Yes, it was incorrect to say "to include" rather than "including".

This error is almost universal among U.S. military officers. Most of them say "to include" in every single case where they should say "including". Every time. And this has been true for at least the last three decades.

I have no idea how this started, but it is easy to imagine a folk etymology for it. You could imagine a general giving the order "you are to take this and to include these". The recipient of the order is unclear on proper grammar, and so later replies with "I took that, to include those". And somehow the error spread.

I don't know if that is the actual cause of this error. But it is true that the infinitive is appropriate for giving orders, and the military often deals with orders. And it is true that this error is now firmly entrenched in the common speech patterns of that community.


Piling on to what others have already said, I would argue that the usage here is flat wrong. There is an implied tense mismatch at work ... when you use the infinite form "to include" with a list of items, you are implying future composition of those items, which may or may not come to pass. Since all of these cases reference past events explicitly, such an implication is inherently non-sensical, therefore only the use of the gerund form "including" is acceptable.

I agree with the suspicion expressed in another answer that this was likely an attempt at a rhetorical device to distance the authors of the report from the events described.


Infinitives and gerunds are sometimes used interchangeably; sometimes it works, and sometimes not. They are not the same.

Saying "You are to include waterboarding" is not the same as saying "You are including waterboarding." Saying "I am swimming with the team" is not the same as saying "I am to swim with the team."

The infinitive should represent an intention or an instruction. The gerund should represent the actual occurrence. Of course we mix them up sometimes and it is usually not an issue. If we look at the sentences before and after, there is generally no ambiguity. That said, the sentence in the example is awkward, and in my opinion it is wrong to use the infinitive.

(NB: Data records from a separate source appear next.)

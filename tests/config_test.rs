// ABOUTME: Integration tests for environment and file based configuration loading
// ABOUTME: Serialized because they mutate process environment variables
//
// SPDX-License-Identifier: MIT OR Apache-2.0
// Copyright (c) 2025 Pierre Fitness Intelligence
#![allow(missing_docs, clippy::unwrap_used)]

mod common;

use std::env;
use std::path::PathBuf;

use formcoach::config::{AppConfig, CaptureConfig, DatabaseUrl};
use formcoach::constants::capture::{DEFAULT_MAX_ALLOWED_MISSES, SYNC_TOLERANCE_MS};
use formcoach::database::Database;
use formcoach::errors::ErrorCode;
use formcoach::logging::LogFormat;
use formcoach::models::PoseView;
use serde_json::json;
use serial_test::serial;

const CAPTURE_VARS: [&str; 9] = [
    "FORMCOACH_TEST_MODE",
    "FORMCOACH_TEST_FOLDER",
    "FORMCOACH_DUALMODE",
    "FORMCOACH_MAX_ALLOWED_MISSES",
    "FORMCOACH_STARTING_MISSING_FRAMES",
    "FORMCOACH_VIEW1",
    "FORMCOACH_VIEW2",
    "FORMCOACH_WIDTH",
    "FORMCOACH_KEYPOINTS_FILE",
];

fn clear_env() {
    for key in CAPTURE_VARS {
        env::remove_var(key);
    }
    for key in ["DATABASE_URL", "AUTO_MIGRATE", "LOG_FORMAT", "FORMCOACH_SYNC_TOLERANCE_MS"] {
        env::remove_var(key);
    }
}

#[test]
#[serial]
fn test_defaults_without_environment() {
    clear_env();
    let config = AppConfig::from_env().unwrap();

    assert_eq!(config.database.url, DatabaseUrl::default());
    assert!(config.database.auto_migrate);
    assert!(config.capture.test_mode);
    assert!(!config.capture.dual_mode);
    assert_eq!(config.capture.max_allowed_misses, DEFAULT_MAX_ALLOWED_MISSES);
    assert_eq!(config.capture.sync_tolerance_ms, SYNC_TOLERANCE_MS);
    assert_eq!(config.capture.keypoints_file, None);
}

#[test]
#[serial]
fn test_capture_settings_from_environment() {
    clear_env();
    env::set_var("FORMCOACH_DUALMODE", "true");
    env::set_var("FORMCOACH_MAX_ALLOWED_MISSES", "4");
    env::set_var("FORMCOACH_STARTING_MISSING_FRAMES", "2");
    env::set_var("FORMCOACH_VIEW1", "right");
    env::set_var("FORMCOACH_VIEW2", "top_down");
    env::set_var("FORMCOACH_TEST_FOLDER", "/recordings/lunge");
    env::set_var("FORMCOACH_KEYPOINTS_FILE", "/etc/formcoach/keypoints.json");

    let config = CaptureConfig::from_env().unwrap();
    clear_env();

    assert!(config.dual_mode);
    assert_eq!(config.max_allowed_misses, 4);
    assert_eq!(config.starting_missing_frames, 2);
    assert_eq!(config.view1, PoseView::Right);
    assert_eq!(config.view2, PoseView::TopDown);
    assert_eq!(config.test_folder, PathBuf::from("/recordings/lunge"));
    assert_eq!(
        config.keypoints_file,
        Some(PathBuf::from("/etc/formcoach/keypoints.json"))
    );
}

#[test]
#[serial]
fn test_invalid_numeric_variable_is_rejected() {
    clear_env();
    env::set_var("FORMCOACH_WIDTH", "wide");
    let err = CaptureConfig::from_env().unwrap_err();
    clear_env();
    assert_eq!(err.code, ErrorCode::InvalidInput);
    assert!(err.message.contains("FORMCOACH_WIDTH"));
}

#[test]
#[serial]
fn test_database_url_from_environment() {
    clear_env();
    env::set_var("DATABASE_URL", "sqlite::memory:");
    env::set_var("AUTO_MIGRATE", "false");
    let config = AppConfig::from_env().unwrap();
    clear_env();
    assert!(config.database.url.is_memory());
    assert!(!config.database.auto_migrate);

    env::set_var("DATABASE_URL", "postgres://localhost/formcoach");
    let err = AppConfig::from_env().unwrap_err();
    clear_env();
    assert_eq!(err.code, ErrorCode::ConfigError);
}

#[test]
#[serial]
fn test_log_format_from_environment() {
    clear_env();
    env::set_var("LOG_FORMAT", "json");
    let config = AppConfig::from_env().unwrap();
    clear_env();
    assert_eq!(config.logging.format, LogFormat::Json);
    assert_eq!(config.logging.with_level("debug").level, "debug");
}

#[tokio::test]
async fn test_pose_config_and_keypoints_files() {
    let dir = tempfile::tempdir().unwrap();
    let keypoints = dir.path().join("keypoints.json");
    tokio::fs::write(
        &keypoints,
        json!({
            "KEYPOINTS": {"23": "left_hip", "25": "left_knee", "27": "left_ankle"},
            "CONNECTIONS": [[23, 25], [25, 27]]
        })
        .to_string(),
    )
    .await
    .unwrap();
    let pose_config = dir.path().join("pose.json");
    tokio::fs::write(
        &pose_config,
        json!({
            "WIDTH": 1920,
            "HEIGHT": 1080,
            "TEST_MODE": true,
            "TEST_FOLDER": "frames/squat",
            "VIEW1": "left"
        })
        .to_string(),
    )
    .await
    .unwrap();

    let mut config = CaptureConfig::from_file(&pose_config).await.unwrap();
    assert_eq!(config.width, 1920);
    assert_eq!(config.view1, PoseView::Left);
    assert!(config.keypoints.connections.is_empty());

    config.keypoints_file = Some(keypoints);
    config.load_keypoints().await.unwrap();
    assert_eq!(config.keypoints.connections.len(), 2);
    assert_eq!(config.keypoints.line_name("25_27"), "left_knee<->left_ankle");

    let err = CaptureConfig::from_file(&dir.path().join("missing.json"))
        .await
        .unwrap_err();
    assert_eq!(err.code, ErrorCode::ConfigError);
}

#[tokio::test]
async fn test_file_database_is_created_with_its_folder() {
    common::init_test_logging();
    let dir = tempfile::tempdir().unwrap();
    let path = dir.path().join("nested").join("formcoach.db");
    let url = format!("sqlite:{}", path.display());

    let db = Database::new(&url).await.unwrap();
    assert_eq!(db.next_user_id().await.unwrap(), 1);
    db.close().await;
    assert!(path.exists());

    let reopened = Database::new(&url).await.unwrap();
    assert_eq!(reopened.list_users(None).await.unwrap().len(), 0);
    reopened.close().await;
}
// ABOUTME: Input validation for user accounts, exercise specifications and workouts
// ABOUTME: Every check returns an InvalidInput AppError naming the offending field
//
// SPDX-License-Identifier: MIT OR Apache-2.0
// Copyright (c) 2025 Pierre Fitness Intelligence

use std::sync::OnceLock;

use regex::Regex;

use crate::constants::validation::{EMAIL_PATTERN, MIN_PASSWORD_LEN};
use crate::errors::{AppError, AppResult};
use crate::models::{ExerciseSpec, TrainingWorkout, User};

/// Stateless validation checks
pub struct ValidationManager;

fn email_regex() -> Option<&'static Regex> {
    static EMAIL_REGEX: OnceLock<Option<Regex>> = OnceLock::new();
    EMAIL_REGEX
        .get_or_init(|| Regex::new(EMAIL_PATTERN).ok())
        .as_ref()
}

fn require_non_empty(field: &str, value: &str) -> AppResult<()> {
    if value.trim().is_empty() {
        return Err(AppError::invalid_input(format!("{field} must not be empty")));
    }
    Ok(())
}

fn require_non_negative<T>(field: &str, value: T) -> AppResult<()>
where
    T: PartialOrd + Default,
{
    if value < T::default() {
        return Err(AppError::invalid_input(format!("{field} must not be negative")));
    }
    Ok(())
}

fn require_finite_non_negative(field: &str, value: f64) -> AppResult<()> {
    if !value.is_finite() {
        return Err(AppError::invalid_input(format!("{field} must be a finite number")));
    }
    require_non_negative(field, value)
}

impl ValidationManager {
    /// Check an email address against the accepted pattern
    ///
    /// # Errors
    ///
    /// Returns `InvalidInput` if the email is malformed
    pub fn validate_email(email: &str) -> AppResult<()> {
        let Some(regex) = email_regex() else {
            return Err(AppError::internal("email pattern failed to compile"));
        };
        if !regex.is_match(email.trim()) {
            return Err(AppError::invalid_input(format!("email '{email}' is not valid")));
        }
        Ok(())
    }

    /// # Errors
    ///
    /// Returns `InvalidInput` if the user name is blank
    pub fn validate_user_name(user_name: &str) -> AppResult<()> {
        require_non_empty("user name", user_name)
    }

    /// # Errors
    ///
    /// Returns `InvalidInput` if the name is blank
    pub fn validate_name(name: &str) -> AppResult<()> {
        require_non_empty("name", name)
    }

    /// # Errors
    ///
    /// Returns `InvalidInput` if the family name is blank
    pub fn validate_family_name(family_name: &str) -> AppResult<()> {
        require_non_empty("family name", family_name)
    }

    /// Passwords need at least `MIN_PASSWORD_LEN` characters
    ///
    /// # Errors
    ///
    /// Returns `InvalidInput` if the password is too short
    pub fn validate_password(password: &str) -> AppResult<()> {
        if password.chars().count() < MIN_PASSWORD_LEN {
            return Err(AppError::invalid_input(format!(
                "password must have at least {MIN_PASSWORD_LEN} characters"
            )));
        }
        Ok(())
    }

    /// Name and description set, no negative counts or durations, finite non-negative weight
    ///
    /// # Errors
    ///
    /// Returns `InvalidInput` naming the first failing field
    pub fn validate_exercise_spec(spec: &ExerciseSpec) -> AppResult<()> {
        require_non_empty("exercise name", &spec.name)?;
        require_non_empty("exercise description", &spec.description)?;
        require_non_negative("series", spec.series)?;
        require_non_negative("repetitions", spec.repetitions)?;
        require_non_negative("duration", spec.duration_ms)?;
        require_non_negative("rest time", spec.rest_time_ms)?;
        require_finite_non_negative("weight percentage", spec.weight_percentage)?;
        Ok(())
    }

    /// Name and description set, positive estimated duration
    ///
    /// # Errors
    ///
    /// Returns `InvalidInput` naming the first failing field
    pub fn validate_workout(workout: &TrainingWorkout) -> AppResult<()> {
        require_non_empty("workout name", &workout.name)?;
        require_non_empty("workout description", &workout.description)?;
        if workout.estimated_duration_min <= 0 {
            return Err(AppError::invalid_input(
                "estimated duration must be greater than zero",
            ));
        }
        Ok(())
    }

    /// Every account check a new client must pass
    ///
    /// # Errors
    ///
    /// Returns `InvalidInput` naming the first failing field
    pub fn validate_new_client(user: &User, password: &str) -> AppResult<()> {
        Self::validate_user_name(&user.user_name)?;
        Self::validate_name(&user.name)?;
        Self::validate_family_name(&user.family_name)?;
        Self::validate_email(&user.email)?;
        Self::validate_password(password)
    }
}

#[cfg(test)]
mod tests {
    use super::*;
    use crate::errors::ErrorCode;
    use crate::models::UserType;

    #[test]
    fn test_email_pattern() {
        assert!(ValidationManager::validate_email("ana.lopez@gym.example.com").is_ok());
        assert!(ValidationManager::validate_email("coach@club.es").is_ok());
        assert!(ValidationManager::validate_email("no-at-sign.com").is_err());
        assert!(ValidationManager::validate_email("user@nodot").is_err());
        assert!(ValidationManager::validate_email("").is_err());
    }

    #[test]
    fn test_password_length() {
        assert!(ValidationManager::validate_password("12345").is_err());
        assert!(ValidationManager::validate_password("123456").is_ok());
    }

    #[test]
    fn test_blank_names_rejected() {
        let err = ValidationManager::validate_name("   ").unwrap_err();
        assert_eq!(err.code, ErrorCode::InvalidInput);
        assert!(err.message.contains("name"));
    }

    #[test]
    fn test_exercise_spec_negative_values() {
        let mut spec = ExerciseSpec {
            name: "Squat".into(),
            description: "Bodyweight squat".into(),
            series: 3,
            repetitions: 10,
            ..ExerciseSpec::default()
        };
        assert!(ValidationManager::validate_exercise_spec(&spec).is_ok());

        spec.rest_time_ms = -1;
        let err = ValidationManager::validate_exercise_spec(&spec).unwrap_err();
        assert!(err.message.contains("rest time"));
    }

    #[test]
    fn test_exercise_spec_weight_must_be_finite() {
        let mut spec = ExerciseSpec {
            name: "Squat".into(),
            description: "Bodyweight squat".into(),
            weight_percentage: 60.0,
            ..ExerciseSpec::default()
        };
        assert!(ValidationManager::validate_exercise_spec(&spec).is_ok());

        for bad in [f64::NAN, f64::INFINITY, -5.0] {
            spec.weight_percentage = bad;
            let err = ValidationManager::validate_exercise_spec(&spec).unwrap_err();
            assert_eq!(err.code, ErrorCode::InvalidInput);
            assert!(err.message.contains("weight percentage"));
        }
    }

    #[test]
    fn test_workout_requires_duration() {
        let mut workout = TrainingWorkout {
            name: "Legs".into(),
            description: "Leg day".into(),
            ..TrainingWorkout::default()
        };
        assert!(ValidationManager::validate_workout(&workout).is_err());
        workout.estimated_duration_min = 45;
        assert!(ValidationManager::validate_workout(&workout).is_ok());
    }

    #[test]
    fn test_new_client_checks_every_field() {
        let user = User::new("ana", "Ana", "Lopez", "bad-email", UserType::Client);
        let err = ValidationManager::validate_new_client(&user, "secret1").unwrap_err();
        assert!(err.message.contains("email"));
    }
}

In this case I believe it is a clumsy attempt at rhetoric. By not "doing", but instead listing "to do," the sentence tries to disengage from the action and make it appear somehow separated from the subject of the torture.


As a civilian editor who works for the Army, I see this way more than in that report. My own take on it (based on hearing people say it, almost daily) is that it is meant in the sense of a command. But as an indefinite infinitive, it is far less inclusive than "including," because it leaves open the possibility of might include and might not include. I eradicate it from everything I edit that has it in it and patiently explain to the writer that it's simply wrong. But it's not just the military. It's used throughout government. There are many others: vice when the meaning is versus or as opposed to; careerist when the meaning is someone in a career (really). "The art of the possible" when the meaning is not compromise, but the sky is the limit. The list goes on and on.